So the past few weeks you have been flipping around between octanes and UpRev tunes and doing 0-60 WOT runs... wonder if that has contributed to this condition.

If none of the above suggestions pan out, I would be tempted to put the stock tune back on just to see how it reacts to that. Might also be worth contacting Joe and see if further datalogging might provide any additional information that he could analyze.

Hope the solution is pain free!

Also while you've got the hood up, check your PCV valves...

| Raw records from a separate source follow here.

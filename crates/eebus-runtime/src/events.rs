//! In-process event hub.
//!
//! One hub per local device, passed by reference to whoever needs to
//! publish; there is no process-global registry. Listener callbacks are
//! user code: a panicking listener is logged and skipped, it never unwinds
//! into the router.

use std::panic::{AssertUnwindSafe, catch_unwind};
use std::sync::{Arc, Mutex};

use tracing::warn;

/// Handle returned by [`EventHub::subscribe`]; pass it back to
/// [`EventHub::unsubscribe`] to remove the listener.
#[derive(Debug, Clone, Copy, PartialEq, Eq)]
pub struct ListenerHandle(u64);

type Listener<P> = Arc<dyn Fn(&P) + Send + Sync>;

/// Publish/subscribe fan-out for one payload type.
pub struct EventHub<P> {
    listeners: Mutex<Vec<(u64, Listener<P>)>>,
    next_id: Mutex<u64>,
}

impl<P> Default for EventHub<P> {
    fn default() -> Self {
        EventHub {
            listeners: Mutex::new(Vec::new()),
            next_id: Mutex::new(1),
        }
    }
}

impl<P> EventHub<P> {
    pub fn new() -> Self {
        Self::default()
    }

    pub fn subscribe(&self, listener: impl Fn(&P) + Send + Sync + 'static) -> ListenerHandle {
        let mut next_id = self.next_id.lock().expect("event hub lock");
        let id = *next_id;
        *next_id += 1;

        self.listeners
            .lock()
            .expect("event hub lock")
            .push((id, Arc::new(listener)));

        ListenerHandle(id)
    }

    pub fn unsubscribe(&self, handle: ListenerHandle) {
        self.listeners
            .lock()
            .expect("event hub lock")
            .retain(|(id, _)| *id != handle.0);
    }

    /// Deliver the payload to every listener, in subscription order.
    pub fn publish(&self, payload: &P) {
        let listeners: Vec<Listener<P>> = self
            .listeners
            .lock()
            .expect("event hub lock")
            .iter()
            .map(|(_, l)| Arc::clone(l))
            .collect();

        for listener in listeners {
            if catch_unwind(AssertUnwindSafe(|| listener(payload))).is_err() {
                warn!("event listener panicked; continuing");
            }
        }
    }
}

#[cfg(test)]
mod tests {
    use super::*;
    use std::sync::atomic::{AtomicU32, Ordering};

    #[test]
    fn delivers_to_all_listeners() {
        let hub: EventHub<u32> = EventHub::new();
        let seen = Arc::new(AtomicU32::new(0));

        for _ in 0..3 {
            let seen = Arc::clone(&seen);
            hub.subscribe(move |v| {
                seen.fetch_add(*v, Ordering::SeqCst);
            });
        }

        hub.publish(&5);
        assert_eq!(seen.load(Ordering::SeqCst), 15);
    }

    #[test]
    fn unsubscribe_removes_listener() {
        let hub: EventHub<u32> = EventHub::new();
        let seen = Arc::new(AtomicU32::new(0));

        let seen2 = Arc::clone(&seen);
        let handle = hub.subscribe(move |v| {
            seen2.fetch_add(*v, Ordering::SeqCst);
        });

        hub.publish(&1);
        hub.unsubscribe(handle);
        hub.publish(&1);
        assert_eq!(seen.load(Ordering::SeqCst), 1);
    }

    #[test]
    fn panicking_listener_does_not_poison_the_hub() {
        let hub: EventHub<u32> = EventHub::new();
        let seen = Arc::new(AtomicU32::new(0));

        hub.subscribe(|_| panic!("listener bug"));
        let seen2 = Arc::clone(&seen);
        hub.subscribe(move |_| {
            seen2.fetch_add(1, Ordering::SeqCst);
        });

        hub.publish(&0);
        hub.publish(&0);
        assert_eq!(seen.load(Ordering::SeqCst), 2);
    }
}
// eebus-wire: the byte-level contract of the stack.
//
// SHIP frames (message-type byte + JSON-UTF8 value) and SPINE datagrams
// share one encoding deviation from plain JSON: a "sequence" (ordered,
// labelled fields) is written as an array of single-key objects so field
// order survives the trip. The helpers in `value` implement that shape
// once; every message type builds on them.

pub mod ship;
pub mod spine;
pub mod value;

pub use eebus_runtime::EebusError;
//! Per-entity heartbeat bookkeeping.
//!
//! The device's 1 s tick drives every manager; when a beat falls due the
//! device updates the owning DeviceDiagnosis server feature's heartbeat
//! data, which in turn notifies subscribers.

use std::time::Duration;

use tokio::time::Instant;

/// Default heartbeat period.
pub const DEFAULT_HEARTBEAT_PERIOD: Duration = Duration::from_secs(4);

pub struct HeartbeatManager {
    period: Duration,
    next_due: Option<Instant>,
    counter: u64,
    /// Feature id of the DeviceDiagnosis server within the owning entity.
    feature_id: Option<u32>,
}

impl HeartbeatManager {
    pub fn new(period: Duration) -> Self {
        HeartbeatManager {
            period,
            next_due: None,
            counter: 0,
            feature_id: None,
        }
    }

    pub fn period(&self) -> Duration {
        self.period
    }

    pub fn counter(&self) -> u64 {
        self.counter
    }

    pub fn feature_id(&self) -> Option<u32> {
        self.feature_id
    }

    /// Bind the manager to the heartbeat-carrying feature and start
    /// beating.
    pub fn enable(&mut self, feature_id: u32) {
        self.feature_id = Some(feature_id);
        if self.next_due.is_none() {
            self.next_due = Some(Instant::now() + self.period);
        }
    }

    pub fn is_running(&self) -> bool {
        self.next_due.is_some()
    }

    pub fn stop(&mut self) {
        self.next_due = None;
    }

    /// Advance the manager; returns the new counter value when a beat
    /// fell due.
    pub fn tick(&mut self, now: Instant) -> Option<u64> {
        let due = self.next_due?;
        if now < due {
            return None;
        }
        self.next_due = Some(now + self.period);
        self.counter += 1;
        Some(self.counter)
    }
}

#[cfg(test)]
mod tests {
    use super::*;

    #[tokio::test(start_paused = true)]
    async fn counter_is_strictly_monotonic() {
        let mut manager = HeartbeatManager::new(Duration::from_secs(4));
        manager.enable(1);

        let mut last = 0;
        for _ in 0..5 {
            tokio::time::advance(Duration::from_secs(4)).await;
            let counter = manager.tick(Instant::now()).expect("beat due");
            assert!(counter > last);
            last = counter;
        }
    }

    #[tokio::test(start_paused = true)]
    async fn disabled_manager_never_beats() {
        let mut manager = HeartbeatManager::new(Duration::from_secs(4));
        tokio::time::advance(Duration::from_secs(60)).await;
        assert_eq!(manager.tick(Instant::now()), None);
    }

    #[tokio::test(start_paused = true)]
    async fn stop_suppresses_further_beats() {
        let mut manager = HeartbeatManager::new(Duration::from_secs(4));
        manager.enable(1);
        tokio::time::advance(Duration::from_secs(4)).await;
        assert!(manager.tick(Instant::now()).is_some());

        manager.stop();
        tokio::time::advance(Duration::from_secs(60)).await;
        assert_eq!(manager.tick(Instant::now()), None);
    }
}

A bad PCV valve or related component can produce a number of symptoms. For example, if the valve clogs, or gets stuck in the closed position, you'll notice one of these symptoms.

Symptoms of a Bad PVC
  • Increase in internal engine pressure
  • Failure of one or more oil seals or gaskets
  • Engine oil leaks
  • Moisture and sludge buildup inside the engine
  • Engine surges and possibly black smoke
If the PCV valve gets stuck open, or a system hose gets disconnected or ruptured—producing a vacuum leak—you'll notice one or more of these symptoms.

Symptoms of a Stuck PCV
  • Engine misfires at idle
  • Lean air-fuel mixture
  • Presence of engine oil in PCV valve or hose
  • Increased oil consumption
  • Hard engine start
  • Rough engine idle
In addition, a PCV valve stuck open can trigger the "check engine" light due to increased air flow. And a diagnostic computer may erroneously blame this light on a mass air flow sensor or oxygen sensor instead, making it harder for you to detect the real source of the problem.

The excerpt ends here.